Les nombreuses œuvres cinématographiques comme Rocky, tout en mettant en scène l’origine modeste des protagonistes, ont contribué à donner cette image de « noble art » à la boxe. Cette authenticité, cette esthétique a peu à peu été récupérée par des couches sociales plus aisées (à la manière du reboot de Rocky). Le développement des cours de boxe dans les salles de fitness, des combats de stars comme celui de Tibo Inshape, en sont les symboles.

Autre exemple frappant, les photos officielles de Macron feignant quelques crochets du gauche. Mais ce n’est pas la seule évolution de la boxe. Ce sport est aussi devenu le terrain de jeu d’une nouvelle population, les mascus.

Un cocktail de virilisme, misogynie…

Le terme mascus (ou masculinistes) désigne les personnes qui essentialisent la différence homme femme, réaffirme la masculinité conventionnelle, défendent les privilèges masculins et luttent contre les féministes. Concrètement, derrière cette qualification se cachent des attitudes misogynes, sexistes, réactionnaire et bien souvent raciste et transphobe.

Pour ces personnes, la boxe est un outil métaphorique important.

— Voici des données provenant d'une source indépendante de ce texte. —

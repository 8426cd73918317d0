//! Numeric type codes reported by metadata sources.
//!
//! Codes follow the JDBC `java.sql.Types` numbering, which is what every
//! metadata source in the wild reports in `DATA_TYPE`.

pub const BIT: i32 = -7;
pub const TINYINT: i32 = -6;
pub const SMALLINT: i32 = 5;
pub const INTEGER: i32 = 4;
pub const BIGINT: i32 = -5;
pub const FLOAT: i32 = 6;
pub const REAL: i32 = 7;
pub const DOUBLE: i32 = 8;
pub const NUMERIC: i32 = 2;
pub const DECIMAL: i32 = 3;
pub const CHAR: i32 = 1;
pub const VARCHAR: i32 = 12;
pub const LONGVARCHAR: i32 = -1;
pub const DATE: i32 = 91;
pub const TIME: i32 = 92;
pub const TIMESTAMP: i32 = 93;
pub const BINARY: i32 = -2;
pub const VARBINARY: i32 = -3;
pub const LONGVARBINARY: i32 = -4;
pub const NULL: i32 = 0;
pub const OTHER: i32 = 1111;
pub const BLOB: i32 = 2004;
pub const CLOB: i32 = 2005;
pub const BOOLEAN: i32 = 16;

/// Whether fractional precision is meaningful for this type code.
pub fn is_decimal(type_code: i32) -> bool {
    matches!(type_code, DECIMAL | NUMERIC | DOUBLE | FLOAT | REAL)
}

/// `COLUMN_TYPE` values reported for procedure columns.
pub mod procedure_column {
    pub const UNKNOWN: i16 = 0;
    pub const IN: i16 = 1;
    pub const IN_OUT: i16 = 2;
    pub const RESULT: i16 = 3;
    pub const OUT: i16 = 4;
    pub const RETURN: i16 = 5;
}

#[cfg(test)]
mod tests {
    use super::*;

    #[test]
    fn test_is_decimal() {
        assert!(is_decimal(DECIMAL));
        assert!(is_decimal(NUMERIC));
        assert!(is_decimal(DOUBLE));
        assert!(!is_decimal(INTEGER));
        assert!(!is_decimal(VARCHAR));
        assert!(!is_decimal(TIMESTAMP));
    }
}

Il s’agit d’un sport d’affrontement ou l’on prend des coups, et on essaye de mettre KO l’adversaire. Être un boxeur, c’est donc être fort, viril, tout ce à quoi aspirent les mascus, analyse Selim Derkaoui. Tibo Inshape se rapproche d’eux sur ce point. Le vidéaste est un fan de la salle de gym. La majorité des contenus de ses shorts, des vidéos verticales courtes qui sont la raison de son succès, portent sur le sport et le dépassement de soi.

Des productions qui vont jusqu’au dérapage : « Rien à foutre de ta dépression, rien à foutre de tes excuses, rien à foutre de ton petit cœur brisé, rien à foutre de ta pression mentale (...) arrête d’être une merde, d’être une personne sans aucune motivation (...) lève-toi maintenant, tout de suite ! ». Un TikTok de 2022 dont l’influenceur s’est repenti depuis.

Tibo Inshape avait également fait polémique en promouvant dans une vidéo sponsorisée avec Gabriel Attal, alors secrétaire d’État chargé de la Jeunesse, le Service national universel (SNU). Ce dispositif est largement remis en cause, notamment par la vision viriliste et nationaliste qu’il promeut. À cela s’ajoutent des accusations de promouvoir des positions très proche de l’extrême droite, sous couvert de promotion du sport comme l’a analysé Blast dans une vidéo sur le youtubeur.

Des influenceurs vidéastes comme Papacito ou encore La Menace en sont les meilleurs exemples, prônant aussi bien l’importance de faire du sport, d’être viril aux côté d’idéaux simplement racistes. Récemment, le documentaire Mascus de France TV a mis en avant ce lien étroit, qui s’est développé dans les salles de boxe.

Appropriation par l’extrême droite

« Aujourd’hui l’extrême droite s’approprie et utilise la boxe et le MMA », confirme Selim Derkaoui. Certaines salles de boxe servent ainsi de repaire pour le GUD ou Génération Identitaire, qui les utilisent pour se réunir tout en peaufinant un élément essentiel de leur discours idéologique : être un mec, un vrai. Cette posture vient de la crainte d’une société matriarcale, avec des hommes qui se « féminisent ».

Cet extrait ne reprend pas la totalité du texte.